Even more magical, when the viewer knows the song, perhaps anticipates the next line, hums along, or even imagines the original singers moving in ways similar to the TV show’s characters, the viewer steps into the space created by it. The feeling of connection and unity that the characters are creating can include the person who watches the scene from their couch.
I’ve long studied the various ways writers create symbolic intimacy between characters. Sometimes people in the same room are cast into shapes or forms that connect them. They stand in a circle or the same candlelight splashes each face. They eat the same food or make the same gesture. Sometimes they ride together in a car—the car’s body is their shared one, so they move at the same speed and according to the same will.
And I’ve always wondered about how the symbolism becomes magic. It seemed at first as if the writer was forcing intimacy upon them, even faking it. I worried that the reader would see connections that the writer hadn’t done the work to build.

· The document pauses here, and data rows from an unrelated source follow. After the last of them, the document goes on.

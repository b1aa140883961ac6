//! Frame header layout and accessors.
//!
//! ```text
//!  0                   1                   2                   3
//!  0 1 2 3 4 5 6 7 8 9 0 1 2 3 4 5 6 7 8 9 0 1 2 3 4 5 6 7 8 9 0 1
//! +-+-+-+-+-+-+-+-+-+-+-+-+-+-+-+-+-+-+-+-+-+-+-+-+-+-+-+-+-+-+-+-+
//! |R|                       Frame Length                          |
//! +---------------+-+-+-----------+-------------------------------+
//! |   Version     |B|E|   Flags   |             Type              |
//! +---------------+-+-+-----------+-------------------------------+
//! |                          Term Offset                          |
//! +---------------------------------------------------------------+
//! |                          Session ID                           |
//! +---------------------------------------------------------------+
//! |                          Stream ID                            |
//! +---------------------------------------------------------------+
//! |                           Term ID                             |
//! +---------------------------------------------------------------+
//! |                        Reserved Value                         |
//! |                                                               |
//! +---------------------------------------------------------------+
//! ```
//!
//! Frame length is the commit marker: it stays zero until header and payload
//! are written, then is release-stored.

use crate::layout::compute_position;
use strata_buffer::{AtomicBuffer, align};

pub const HEADER_LENGTH: usize = 32;
pub const FRAME_ALIGNMENT: usize = 32;

pub const FRAME_LENGTH_OFFSET: usize = 0;
pub const VERSION_OFFSET: usize = 4;
pub const FLAGS_OFFSET: usize = 5;
pub const TYPE_OFFSET: usize = 6;
pub const TERM_OFFSET_OFFSET: usize = 8;
pub const SESSION_ID_OFFSET: usize = 12;
pub const STREAM_ID_OFFSET: usize = 16;
pub const TERM_ID_OFFSET: usize = 20;
pub const RESERVED_VALUE_OFFSET: usize = 24;

pub const CURRENT_VERSION: u8 = 0;

pub const FRAME_TYPE_PAD: u16 = 0;
pub const FRAME_TYPE_DATA: u16 = 1;

pub const BEGIN_FRAG_FLAG: u8 = 0x80;
pub const END_FRAG_FLAG: u8 = 0x40;
pub const UNFRAGMENTED: u8 = BEGIN_FRAG_FLAG | END_FRAG_FLAG;

#[inline]
pub fn frame_length_volatile(term: &AtomicBuffer, offset: usize) -> i32 {
    term.get_i32_volatile(offset + FRAME_LENGTH_OFFSET)
}

/// Commit a frame: release-store its length.
#[inline]
pub fn frame_length_ordered(term: &AtomicBuffer, offset: usize, length: i32) {
    term.put_i32_ordered(offset + FRAME_LENGTH_OFFSET, length);
}

#[inline]
pub fn frame_type(term: &AtomicBuffer, offset: usize) -> u16 {
    term.get_u16(offset + TYPE_OFFSET)
}

/// Bytes a message of `length` occupies in a term once split into frames
/// carrying at most `max_payload` bytes each.
pub fn required_length(length: usize, max_payload: usize) -> usize {
    if length <= max_payload {
        return align(length + HEADER_LENGTH, FRAME_ALIGNMENT);
    }
    let full_frames = length / max_payload;
    let remaining = length % max_payload;
    let last = if remaining > 0 {
        align(remaining + HEADER_LENGTH, FRAME_ALIGNMENT)
    } else {
        0
    };
    full_frames * align(max_payload + HEADER_LENGTH, FRAME_ALIGNMENT) + last
}

/// Stamps the fixed parts of a header. Leaves the frame length alone.
#[derive(Debug, Clone, Copy)]
pub struct HeaderWriter {
    session_id: i32,
    stream_id: i32,
}

impl HeaderWriter {
    pub fn new(session_id: i32, stream_id: i32) -> Self {
        Self {
            session_id,
            stream_id,
        }
    }

    pub fn write(
        &self,
        term: &AtomicBuffer,
        offset: usize,
        flags: u8,
        frame_type: u16,
        term_id: i32,
    ) {
        term.put_u8(offset + VERSION_OFFSET, CURRENT_VERSION);
        term.put_u8(offset + FLAGS_OFFSET, flags);
        term.put_u16(offset + TYPE_OFFSET, frame_type);
        term.put_i32(offset + TERM_OFFSET_OFFSET, offset as i32);
        term.put_i32(offset + SESSION_ID_OFFSET, self.session_id);
        term.put_i32(offset + STREAM_ID_OFFSET, self.stream_id);
        term.put_i32(offset + TERM_ID_OFFSET, term_id);
        term.put_i64(offset + RESERVED_VALUE_OFFSET, 0);
    }
}

/// Copy of a committed frame's header, handed to fragment handlers.
#[derive(Debug, Clone, Copy, PartialEq, Eq)]
pub struct Header {
    frame_length: i32,
    version: u8,
    flags: u8,
    frame_type: u16,
    term_offset: i32,
    session_id: i32,
    stream_id: i32,
    term_id: i32,
    reserved_value: i64,
    initial_term_id: i32,
    position_bits_to_shift: u32,
}

impl Header {
    /// Read the header at `offset`. The caller has already acquired the
    /// frame length.
    pub fn read(
        term: &AtomicBuffer,
        offset: usize,
        initial_term_id: i32,
        position_bits_to_shift: u32,
    ) -> Self {
        Self {
            frame_length: term.get_i32(offset + FRAME_LENGTH_OFFSET),
            version: term.get_u8(offset + VERSION_OFFSET),
            flags: term.get_u8(offset + FLAGS_OFFSET),
            frame_type: term.get_u16(offset + TYPE_OFFSET),
            term_offset: term.get_i32(offset + TERM_OFFSET_OFFSET),
            session_id: term.get_i32(offset + SESSION_ID_OFFSET),
            stream_id: term.get_i32(offset + STREAM_ID_OFFSET),
            term_id: term.get_i32(offset + TERM_ID_OFFSET),
            reserved_value: term.get_i64(offset + RESERVED_VALUE_OFFSET),
            initial_term_id,
            position_bits_to_shift,
        }
    }

    pub fn frame_length(&self) -> i32 {
        self.frame_length
    }

    pub fn version(&self) -> u8 {
        self.version
    }

    pub fn flags(&self) -> u8 {
        self.flags
    }

    pub fn frame_type(&self) -> u16 {
        self.frame_type
    }

    pub fn term_offset(&self) -> i32 {
        self.term_offset
    }

    pub fn session_id(&self) -> i32 {
        self.session_id
    }

    pub fn stream_id(&self) -> i32 {
        self.stream_id
    }

    pub fn term_id(&self) -> i32 {
        self.term_id
    }

    pub fn reserved_value(&self) -> i64 {
        self.reserved_value
    }

    pub fn initial_term_id(&self) -> i32 {
        self.initial_term_id
    }

    /// Stream position just after this frame.
    pub fn position(&self) -> i64 {
        let end = self.term_offset as usize + align(self.frame_length as usize, FRAME_ALIGNMENT);
        compute_position(
            self.term_id,
            end as i64,
            self.position_bits_to_shift,
            self.initial_term_id,
        )
    }
}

Then I realized that the situations themselves do the work. Characters necessarily feel the proximity of their bodies to other bodies. They connect through vulnerability, through sensing their bodies in communion with other bodies.
This works in real life, too. When my kid was younger, I did not crave a powerful connection with the other mothers at library circle time. But when we sang and clapped and shared our babies’ names, I couldn’t help feeling it.
And so the writing lesson here is also about life. (This got earnest fast—sorry!) There are ways to create intimacy without physical proximity. Songs, of course. And dance and nakedness and eating the same food can all be done from far away. Technology helps, but this is true even without it.
Think also of the way that the camera cuts fool us in the “Under Pressure” scene. The merging of voices, even with separate views, lets us know the characters are far apart and also helps us to know they are together.
If nothing else, it’s a strong argument for gallery view in zoom meetings, for putting your own face with the others on the screen, for circling the whole group with your mouse as the leader drones on. I mean, of course, it’s exhausting. But there’s at least a little bit of magic to be wrung from it.